__Problem to solve__.
Each line containing the string "refused" should be copied out of the entries.

---------- Supplied information

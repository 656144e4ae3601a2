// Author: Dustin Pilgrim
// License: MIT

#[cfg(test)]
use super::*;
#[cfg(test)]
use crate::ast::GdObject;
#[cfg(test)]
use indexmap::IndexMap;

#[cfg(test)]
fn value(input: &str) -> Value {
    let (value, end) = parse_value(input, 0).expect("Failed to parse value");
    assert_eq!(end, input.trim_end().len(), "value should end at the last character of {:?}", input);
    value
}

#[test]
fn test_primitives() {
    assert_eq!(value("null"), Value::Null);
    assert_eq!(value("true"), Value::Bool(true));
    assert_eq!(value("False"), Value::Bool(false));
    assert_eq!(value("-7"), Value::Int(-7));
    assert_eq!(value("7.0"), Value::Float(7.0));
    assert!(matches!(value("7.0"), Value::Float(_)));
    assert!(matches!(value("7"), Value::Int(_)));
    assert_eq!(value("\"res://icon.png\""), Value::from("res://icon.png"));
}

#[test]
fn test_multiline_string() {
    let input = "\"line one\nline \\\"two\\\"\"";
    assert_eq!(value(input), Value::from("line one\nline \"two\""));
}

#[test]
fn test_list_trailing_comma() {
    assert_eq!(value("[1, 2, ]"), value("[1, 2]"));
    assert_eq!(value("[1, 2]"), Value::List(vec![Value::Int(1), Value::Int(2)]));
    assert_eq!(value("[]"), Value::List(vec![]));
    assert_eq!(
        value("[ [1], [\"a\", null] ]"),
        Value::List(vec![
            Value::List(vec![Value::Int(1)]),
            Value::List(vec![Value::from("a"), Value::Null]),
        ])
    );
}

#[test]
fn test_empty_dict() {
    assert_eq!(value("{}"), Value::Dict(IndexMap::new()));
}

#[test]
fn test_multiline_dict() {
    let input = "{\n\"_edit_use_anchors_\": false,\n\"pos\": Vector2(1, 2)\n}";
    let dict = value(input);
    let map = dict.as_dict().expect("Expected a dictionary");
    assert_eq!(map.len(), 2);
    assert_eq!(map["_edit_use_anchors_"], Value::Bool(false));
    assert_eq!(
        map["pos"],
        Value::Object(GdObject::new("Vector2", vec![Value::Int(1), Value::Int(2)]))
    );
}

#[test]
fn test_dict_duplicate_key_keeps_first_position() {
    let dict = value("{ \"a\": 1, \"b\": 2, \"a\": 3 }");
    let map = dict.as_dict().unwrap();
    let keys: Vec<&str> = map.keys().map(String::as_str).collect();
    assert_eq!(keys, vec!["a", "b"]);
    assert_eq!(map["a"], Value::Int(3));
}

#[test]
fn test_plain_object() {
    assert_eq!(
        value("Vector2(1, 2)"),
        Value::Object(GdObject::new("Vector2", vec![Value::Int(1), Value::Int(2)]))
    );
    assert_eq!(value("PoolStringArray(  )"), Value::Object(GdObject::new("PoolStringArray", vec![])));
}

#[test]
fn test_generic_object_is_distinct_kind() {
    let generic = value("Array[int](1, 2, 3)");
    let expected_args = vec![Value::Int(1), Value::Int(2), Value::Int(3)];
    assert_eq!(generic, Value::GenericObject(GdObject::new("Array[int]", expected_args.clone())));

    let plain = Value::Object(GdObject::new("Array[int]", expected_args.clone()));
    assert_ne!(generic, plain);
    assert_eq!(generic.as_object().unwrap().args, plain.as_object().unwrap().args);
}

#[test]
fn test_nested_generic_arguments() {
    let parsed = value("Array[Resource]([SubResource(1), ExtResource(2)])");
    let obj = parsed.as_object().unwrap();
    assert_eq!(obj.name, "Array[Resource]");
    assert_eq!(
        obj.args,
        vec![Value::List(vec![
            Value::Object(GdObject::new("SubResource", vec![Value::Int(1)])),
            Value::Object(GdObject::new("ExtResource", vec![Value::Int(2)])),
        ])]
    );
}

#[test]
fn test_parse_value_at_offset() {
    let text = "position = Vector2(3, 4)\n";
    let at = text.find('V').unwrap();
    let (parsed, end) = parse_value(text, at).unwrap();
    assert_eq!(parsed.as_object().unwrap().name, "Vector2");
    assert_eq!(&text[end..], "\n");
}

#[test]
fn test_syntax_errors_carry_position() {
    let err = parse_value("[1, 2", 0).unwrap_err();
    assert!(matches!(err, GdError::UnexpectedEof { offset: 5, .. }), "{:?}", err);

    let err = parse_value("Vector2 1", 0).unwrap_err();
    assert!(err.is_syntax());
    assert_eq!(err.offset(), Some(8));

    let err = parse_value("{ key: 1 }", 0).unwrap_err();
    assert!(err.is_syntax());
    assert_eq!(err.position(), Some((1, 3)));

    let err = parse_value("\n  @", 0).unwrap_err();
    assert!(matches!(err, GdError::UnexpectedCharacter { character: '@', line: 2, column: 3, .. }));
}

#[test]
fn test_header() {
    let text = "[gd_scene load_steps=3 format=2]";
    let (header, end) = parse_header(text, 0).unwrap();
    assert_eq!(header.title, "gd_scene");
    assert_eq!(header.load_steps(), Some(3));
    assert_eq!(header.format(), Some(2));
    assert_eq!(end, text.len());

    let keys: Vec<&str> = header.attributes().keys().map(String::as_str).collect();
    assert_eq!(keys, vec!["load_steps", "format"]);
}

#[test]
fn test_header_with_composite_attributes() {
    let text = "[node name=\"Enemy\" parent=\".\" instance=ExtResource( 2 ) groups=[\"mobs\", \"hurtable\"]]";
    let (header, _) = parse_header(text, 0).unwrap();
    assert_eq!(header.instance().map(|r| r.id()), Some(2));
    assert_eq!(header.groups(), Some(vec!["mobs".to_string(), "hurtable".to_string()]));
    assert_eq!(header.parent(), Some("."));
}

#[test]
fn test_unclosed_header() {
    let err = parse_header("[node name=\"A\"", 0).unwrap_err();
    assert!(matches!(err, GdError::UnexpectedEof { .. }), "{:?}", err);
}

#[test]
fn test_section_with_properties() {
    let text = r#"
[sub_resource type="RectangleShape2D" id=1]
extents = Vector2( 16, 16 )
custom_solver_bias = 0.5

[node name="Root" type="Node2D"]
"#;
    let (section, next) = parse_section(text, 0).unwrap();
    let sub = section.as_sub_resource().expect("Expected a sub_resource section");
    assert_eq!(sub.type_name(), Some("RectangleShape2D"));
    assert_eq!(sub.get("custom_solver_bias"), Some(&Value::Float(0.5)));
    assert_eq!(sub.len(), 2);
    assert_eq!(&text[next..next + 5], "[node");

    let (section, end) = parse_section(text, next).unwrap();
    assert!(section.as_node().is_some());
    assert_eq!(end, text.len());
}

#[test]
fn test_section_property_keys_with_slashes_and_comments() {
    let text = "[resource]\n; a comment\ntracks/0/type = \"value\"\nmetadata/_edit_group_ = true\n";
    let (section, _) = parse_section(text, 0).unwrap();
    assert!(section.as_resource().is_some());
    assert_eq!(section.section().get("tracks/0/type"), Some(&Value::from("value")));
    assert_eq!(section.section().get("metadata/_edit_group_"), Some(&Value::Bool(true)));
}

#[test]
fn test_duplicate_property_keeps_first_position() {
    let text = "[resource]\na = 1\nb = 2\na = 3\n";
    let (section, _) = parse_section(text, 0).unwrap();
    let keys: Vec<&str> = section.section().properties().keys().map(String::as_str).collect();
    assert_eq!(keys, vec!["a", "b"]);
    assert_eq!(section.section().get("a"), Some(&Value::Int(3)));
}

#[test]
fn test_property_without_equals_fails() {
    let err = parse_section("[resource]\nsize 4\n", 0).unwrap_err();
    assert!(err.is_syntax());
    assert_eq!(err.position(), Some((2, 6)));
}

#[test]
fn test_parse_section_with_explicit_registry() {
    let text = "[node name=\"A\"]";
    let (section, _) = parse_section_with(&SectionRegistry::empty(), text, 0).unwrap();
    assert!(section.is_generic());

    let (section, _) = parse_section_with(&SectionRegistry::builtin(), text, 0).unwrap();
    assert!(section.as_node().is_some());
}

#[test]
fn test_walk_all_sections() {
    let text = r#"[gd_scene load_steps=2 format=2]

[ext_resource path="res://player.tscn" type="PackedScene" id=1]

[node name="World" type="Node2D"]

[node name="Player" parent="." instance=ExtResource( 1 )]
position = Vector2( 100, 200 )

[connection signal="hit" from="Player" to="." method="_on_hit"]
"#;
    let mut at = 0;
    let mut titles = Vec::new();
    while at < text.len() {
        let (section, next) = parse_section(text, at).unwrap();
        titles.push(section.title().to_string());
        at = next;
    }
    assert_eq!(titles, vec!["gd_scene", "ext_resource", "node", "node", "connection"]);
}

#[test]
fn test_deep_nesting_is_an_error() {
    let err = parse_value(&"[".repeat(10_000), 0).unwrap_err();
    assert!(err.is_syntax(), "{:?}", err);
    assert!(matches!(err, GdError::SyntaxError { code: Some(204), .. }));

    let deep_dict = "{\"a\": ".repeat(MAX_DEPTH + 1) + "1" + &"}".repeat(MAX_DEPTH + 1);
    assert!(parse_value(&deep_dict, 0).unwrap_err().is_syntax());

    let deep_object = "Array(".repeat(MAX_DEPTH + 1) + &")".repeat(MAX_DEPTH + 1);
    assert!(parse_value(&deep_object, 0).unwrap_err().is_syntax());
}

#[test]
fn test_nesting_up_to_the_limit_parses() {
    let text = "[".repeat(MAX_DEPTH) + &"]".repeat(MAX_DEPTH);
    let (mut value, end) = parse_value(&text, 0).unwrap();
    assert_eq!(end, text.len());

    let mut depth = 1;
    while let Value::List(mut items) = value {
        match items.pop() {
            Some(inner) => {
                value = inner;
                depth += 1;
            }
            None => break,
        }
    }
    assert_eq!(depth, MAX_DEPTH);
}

--------------------
---------- Supplied information

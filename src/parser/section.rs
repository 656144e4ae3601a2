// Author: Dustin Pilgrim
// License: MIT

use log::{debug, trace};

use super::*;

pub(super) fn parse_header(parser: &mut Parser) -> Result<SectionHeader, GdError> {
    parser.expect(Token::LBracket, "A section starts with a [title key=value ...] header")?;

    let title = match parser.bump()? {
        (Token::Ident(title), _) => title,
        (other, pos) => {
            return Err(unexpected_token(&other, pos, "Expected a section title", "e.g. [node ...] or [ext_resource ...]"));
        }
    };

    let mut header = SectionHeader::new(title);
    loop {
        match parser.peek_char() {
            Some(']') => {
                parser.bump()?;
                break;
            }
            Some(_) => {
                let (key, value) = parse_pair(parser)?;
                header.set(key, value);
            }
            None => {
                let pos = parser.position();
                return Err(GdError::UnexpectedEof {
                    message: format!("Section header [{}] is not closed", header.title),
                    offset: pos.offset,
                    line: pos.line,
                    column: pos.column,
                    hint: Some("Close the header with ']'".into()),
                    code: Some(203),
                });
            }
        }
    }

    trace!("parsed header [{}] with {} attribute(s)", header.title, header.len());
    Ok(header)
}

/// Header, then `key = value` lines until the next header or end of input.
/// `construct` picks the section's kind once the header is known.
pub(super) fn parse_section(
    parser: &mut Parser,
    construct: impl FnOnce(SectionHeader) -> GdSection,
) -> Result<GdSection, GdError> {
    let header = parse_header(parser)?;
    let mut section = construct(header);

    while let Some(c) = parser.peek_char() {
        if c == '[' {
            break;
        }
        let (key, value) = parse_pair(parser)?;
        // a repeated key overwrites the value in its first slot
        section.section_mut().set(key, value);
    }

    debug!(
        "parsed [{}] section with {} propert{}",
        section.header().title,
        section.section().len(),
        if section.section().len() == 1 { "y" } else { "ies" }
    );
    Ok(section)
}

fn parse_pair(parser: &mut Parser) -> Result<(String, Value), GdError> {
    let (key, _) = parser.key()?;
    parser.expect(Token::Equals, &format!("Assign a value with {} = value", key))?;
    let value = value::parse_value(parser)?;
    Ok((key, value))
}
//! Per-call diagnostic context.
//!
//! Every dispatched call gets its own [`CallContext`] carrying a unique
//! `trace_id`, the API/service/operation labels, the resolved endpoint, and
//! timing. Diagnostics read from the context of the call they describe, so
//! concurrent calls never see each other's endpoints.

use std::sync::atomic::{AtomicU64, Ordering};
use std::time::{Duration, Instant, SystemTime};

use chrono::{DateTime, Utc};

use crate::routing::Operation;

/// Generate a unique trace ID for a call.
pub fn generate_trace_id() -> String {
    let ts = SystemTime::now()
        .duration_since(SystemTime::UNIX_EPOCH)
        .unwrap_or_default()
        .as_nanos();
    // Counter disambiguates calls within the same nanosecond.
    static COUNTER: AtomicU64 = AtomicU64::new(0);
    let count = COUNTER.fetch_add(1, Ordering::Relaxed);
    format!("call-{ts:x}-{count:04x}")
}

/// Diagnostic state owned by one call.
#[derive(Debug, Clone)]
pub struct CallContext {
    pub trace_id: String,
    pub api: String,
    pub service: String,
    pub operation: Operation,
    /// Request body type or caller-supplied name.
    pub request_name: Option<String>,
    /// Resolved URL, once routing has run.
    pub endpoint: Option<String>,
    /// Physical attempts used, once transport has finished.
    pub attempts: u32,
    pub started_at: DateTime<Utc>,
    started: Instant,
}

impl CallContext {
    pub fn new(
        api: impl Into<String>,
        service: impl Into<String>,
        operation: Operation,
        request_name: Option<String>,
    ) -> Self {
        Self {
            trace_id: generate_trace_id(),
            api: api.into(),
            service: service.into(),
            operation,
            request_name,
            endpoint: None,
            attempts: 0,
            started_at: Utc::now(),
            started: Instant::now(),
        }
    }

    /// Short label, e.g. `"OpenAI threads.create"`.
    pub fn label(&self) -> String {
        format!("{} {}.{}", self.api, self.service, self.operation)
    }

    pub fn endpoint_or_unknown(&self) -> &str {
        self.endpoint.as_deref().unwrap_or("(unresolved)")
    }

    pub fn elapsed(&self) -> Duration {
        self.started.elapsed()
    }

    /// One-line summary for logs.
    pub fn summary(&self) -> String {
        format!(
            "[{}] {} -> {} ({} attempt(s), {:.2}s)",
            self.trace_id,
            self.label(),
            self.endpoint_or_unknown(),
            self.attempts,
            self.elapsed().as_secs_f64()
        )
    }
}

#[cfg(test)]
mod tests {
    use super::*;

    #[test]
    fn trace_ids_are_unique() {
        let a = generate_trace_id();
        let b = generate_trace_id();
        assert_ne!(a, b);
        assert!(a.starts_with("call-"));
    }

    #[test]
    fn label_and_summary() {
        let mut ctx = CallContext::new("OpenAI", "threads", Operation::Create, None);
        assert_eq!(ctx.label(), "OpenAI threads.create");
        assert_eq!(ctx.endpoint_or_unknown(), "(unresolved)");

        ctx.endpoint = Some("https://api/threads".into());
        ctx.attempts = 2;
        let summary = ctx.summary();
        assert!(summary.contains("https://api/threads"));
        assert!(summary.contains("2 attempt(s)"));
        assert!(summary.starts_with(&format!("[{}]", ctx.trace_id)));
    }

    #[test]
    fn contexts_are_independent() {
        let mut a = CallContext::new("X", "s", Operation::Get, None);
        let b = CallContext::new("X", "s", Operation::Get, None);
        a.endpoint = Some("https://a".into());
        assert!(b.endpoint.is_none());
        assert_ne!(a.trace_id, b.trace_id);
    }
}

--------------------
---------- Supplied information

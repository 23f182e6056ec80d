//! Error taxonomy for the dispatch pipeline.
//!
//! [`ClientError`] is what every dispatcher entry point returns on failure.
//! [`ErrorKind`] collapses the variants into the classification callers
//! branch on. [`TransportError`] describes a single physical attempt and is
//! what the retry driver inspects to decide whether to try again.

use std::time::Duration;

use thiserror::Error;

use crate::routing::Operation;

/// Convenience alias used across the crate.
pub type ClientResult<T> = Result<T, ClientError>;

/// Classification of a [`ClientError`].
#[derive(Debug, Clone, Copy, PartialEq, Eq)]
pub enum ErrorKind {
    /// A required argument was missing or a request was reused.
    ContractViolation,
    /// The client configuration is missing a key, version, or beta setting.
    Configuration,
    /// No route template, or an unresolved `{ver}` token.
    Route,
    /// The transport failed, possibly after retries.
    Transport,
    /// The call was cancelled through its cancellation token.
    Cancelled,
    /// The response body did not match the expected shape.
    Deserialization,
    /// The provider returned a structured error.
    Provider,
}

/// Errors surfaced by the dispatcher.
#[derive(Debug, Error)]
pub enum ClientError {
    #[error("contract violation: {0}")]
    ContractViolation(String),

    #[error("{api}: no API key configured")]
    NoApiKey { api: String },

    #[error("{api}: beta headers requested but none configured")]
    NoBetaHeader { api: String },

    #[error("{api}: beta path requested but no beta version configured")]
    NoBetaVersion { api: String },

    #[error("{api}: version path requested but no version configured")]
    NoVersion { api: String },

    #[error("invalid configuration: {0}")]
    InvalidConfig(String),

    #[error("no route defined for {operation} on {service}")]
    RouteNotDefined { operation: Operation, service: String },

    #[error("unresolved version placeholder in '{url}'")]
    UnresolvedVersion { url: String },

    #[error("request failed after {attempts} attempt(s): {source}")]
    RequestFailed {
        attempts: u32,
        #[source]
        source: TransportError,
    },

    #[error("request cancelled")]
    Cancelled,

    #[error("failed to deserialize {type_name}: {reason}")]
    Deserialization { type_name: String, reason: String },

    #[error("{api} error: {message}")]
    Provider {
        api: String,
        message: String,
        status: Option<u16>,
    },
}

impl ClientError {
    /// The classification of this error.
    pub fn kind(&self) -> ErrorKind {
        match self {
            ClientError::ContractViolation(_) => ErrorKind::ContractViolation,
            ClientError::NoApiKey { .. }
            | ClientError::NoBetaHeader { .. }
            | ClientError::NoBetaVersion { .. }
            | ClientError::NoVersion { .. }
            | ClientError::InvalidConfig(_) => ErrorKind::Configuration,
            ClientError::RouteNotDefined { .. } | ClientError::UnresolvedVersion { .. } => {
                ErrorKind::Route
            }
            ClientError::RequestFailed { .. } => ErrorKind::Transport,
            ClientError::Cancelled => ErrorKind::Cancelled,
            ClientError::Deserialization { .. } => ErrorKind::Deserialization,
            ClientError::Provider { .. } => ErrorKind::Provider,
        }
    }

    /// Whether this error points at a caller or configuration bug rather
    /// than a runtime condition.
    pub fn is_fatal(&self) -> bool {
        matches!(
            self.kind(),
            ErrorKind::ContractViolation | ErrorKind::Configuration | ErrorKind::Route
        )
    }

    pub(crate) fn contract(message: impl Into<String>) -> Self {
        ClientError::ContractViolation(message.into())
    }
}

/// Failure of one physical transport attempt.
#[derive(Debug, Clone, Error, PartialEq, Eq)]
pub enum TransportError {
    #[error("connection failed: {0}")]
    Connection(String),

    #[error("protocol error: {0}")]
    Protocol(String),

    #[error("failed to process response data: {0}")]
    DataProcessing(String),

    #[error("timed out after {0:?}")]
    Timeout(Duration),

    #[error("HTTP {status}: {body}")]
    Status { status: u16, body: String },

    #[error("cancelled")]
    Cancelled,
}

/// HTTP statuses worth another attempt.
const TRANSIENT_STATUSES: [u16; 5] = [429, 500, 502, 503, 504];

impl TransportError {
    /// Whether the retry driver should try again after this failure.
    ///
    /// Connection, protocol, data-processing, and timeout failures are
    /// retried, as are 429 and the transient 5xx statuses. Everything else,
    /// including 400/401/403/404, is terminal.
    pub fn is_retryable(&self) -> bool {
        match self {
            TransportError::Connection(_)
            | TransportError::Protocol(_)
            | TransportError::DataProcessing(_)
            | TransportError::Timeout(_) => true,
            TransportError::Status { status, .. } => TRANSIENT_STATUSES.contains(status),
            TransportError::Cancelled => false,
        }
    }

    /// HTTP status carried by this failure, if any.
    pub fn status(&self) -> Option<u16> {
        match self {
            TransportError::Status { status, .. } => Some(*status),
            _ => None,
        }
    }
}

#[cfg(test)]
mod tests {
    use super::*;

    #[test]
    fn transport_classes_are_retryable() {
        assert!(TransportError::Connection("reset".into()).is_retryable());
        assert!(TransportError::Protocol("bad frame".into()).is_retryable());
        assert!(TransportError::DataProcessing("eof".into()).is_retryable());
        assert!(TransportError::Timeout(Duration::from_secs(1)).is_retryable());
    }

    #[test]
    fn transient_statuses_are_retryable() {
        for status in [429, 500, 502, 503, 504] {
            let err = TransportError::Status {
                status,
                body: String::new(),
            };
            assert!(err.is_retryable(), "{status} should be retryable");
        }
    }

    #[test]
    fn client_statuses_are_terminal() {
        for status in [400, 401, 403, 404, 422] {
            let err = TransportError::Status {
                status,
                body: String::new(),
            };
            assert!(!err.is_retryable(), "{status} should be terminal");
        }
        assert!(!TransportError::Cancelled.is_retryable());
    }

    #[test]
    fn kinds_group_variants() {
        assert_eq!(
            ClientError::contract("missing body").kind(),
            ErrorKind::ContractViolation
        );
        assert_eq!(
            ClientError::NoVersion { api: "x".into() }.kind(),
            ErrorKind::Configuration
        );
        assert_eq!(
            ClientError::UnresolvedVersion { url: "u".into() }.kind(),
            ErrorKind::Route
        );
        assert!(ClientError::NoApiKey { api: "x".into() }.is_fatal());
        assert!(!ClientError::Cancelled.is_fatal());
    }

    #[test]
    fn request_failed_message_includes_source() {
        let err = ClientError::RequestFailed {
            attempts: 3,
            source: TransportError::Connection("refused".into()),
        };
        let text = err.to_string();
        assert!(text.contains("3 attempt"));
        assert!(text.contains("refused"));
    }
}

--------------------

__Answer area__.
            source: TransportError::Connection("refused".into()),
        assert!(text.contains("refused"));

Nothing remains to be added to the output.